Saved entries:
· · ·

//! # Error Handling
//!
//! This module defines the centralized error type for `resource-overlay`. It
//! uses `thiserror` to derive an `Error` enum that covers every failure the
//! library can surface, with a `Result<T>` alias used throughout the crate.
//!
//! The variants fall into three groups:
//!
//! - **Resolution errors** raised while turning path references into local
//!   resources: `NoSuchPackage`, `ResourceDefinition` and `Filesystem`.
//! - **Builder errors** raised by the repository builder: `ResourceConflict`
//!   (strict builds only), `RepositoryNotEmpty`, `NotLoaded`, `InvalidOperation`
//!   and `Persistence`.
//! - **Foundation errors** wrapped from the crates the library depends on
//!   (I/O, JSON, YAML and regex errors) plus package file validation.
//!
//! Expected outcomes such as a reference that points nowhere are *not*
//! errors: they are reported through `MappingState::NotFound`. Errors are
//! reserved for malformed input, strict-mode failures and persistence.

use thiserror::Error;

/// Main error type for resource-overlay operations
#[derive(Error, Debug)]
pub enum Error {
    /// A non-optional path reference names a package that is not installed.
    #[error("The package \"{name}\" does not exist")]
    NoSuchPackage { name: String },

    /// A path reference is malformed, or (in strict mode) an optional
    /// reference names an unknown package.
    #[error("Invalid path reference \"{reference}\": {message}")]
    ResourceDefinition { reference: String, message: String },

    /// A strict build met two or more mappings contending for a path with no
    /// override relation between their packages.
    #[error("Conflicting mappings for \"{path}\" in packages {}", packages.join(", "))]
    ResourceConflict { path: String, packages: Vec<String> },

    /// The destination repository already has content.
    #[error("The repository is not empty")]
    RepositoryNotEmpty,

    /// A conflict operation was attempted on a mapping that is not loaded.
    #[error("The mapping for \"{path}\" is not loaded")]
    NotLoaded { path: String },

    /// The operation is not allowed in the current state, e.g. unloading the
    /// root package or installing a package twice.
    #[error("Invalid operation: {message}")]
    InvalidOperation { message: String },

    /// A strict build met a path reference whose local path does not exist.
    #[error("Filesystem operation error: {message}")]
    Filesystem { message: String },

    /// Saving package metadata failed.
    #[error("Could not persist package metadata: {message}")]
    Persistence { message: String },

    /// A package file could not be parsed or failed validation.
    ///
    /// Includes an optional hint about how to fix the file.
    #[error("Invalid package file {path}: {message}{}", hint.as_ref().map(|h| format!("\n  hint: {}", h)).unwrap_or_default())]
    PackageFile {
        path: String,
        message: String,
        /// Optional hint for how to fix the package file
        hint: Option<String>,
    },

    /// A repository path is invalid.
    #[error("Path operation error: {message}")]
    Path { message: String },

    /// An I/O error, wrapped from `std::io::Error`.
    #[error("I/O error: {0}")]
    Io(#[from] std::io::Error),

    /// A JSON error, wrapped from `serde_json::Error`.
    #[error("JSON error: {0}")]
    Json(#[from] serde_json::Error),

    /// A YAML error, wrapped from `serde_yaml::Error`.
    #[error("YAML error: {0}")]
    Yaml(#[from] serde_yaml::Error),

    /// A regular expression error, wrapped from `regex::Error`.
    #[error("Regex error: {0}")]
    Regex(#[from] regex::Error),
}

/// A convenient type alias for `Result<T, Error>`.
pub type Result<T> = std::result::Result<T, Error>;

· · ·

• **Task item**:
Search the entries for the string "validation" and collect each line that has it.

• **Task solution**:
//!   (I/O, JSON, YAML and regex errors) plus package file validation.
    /// A package file could not be parsed or failed validation.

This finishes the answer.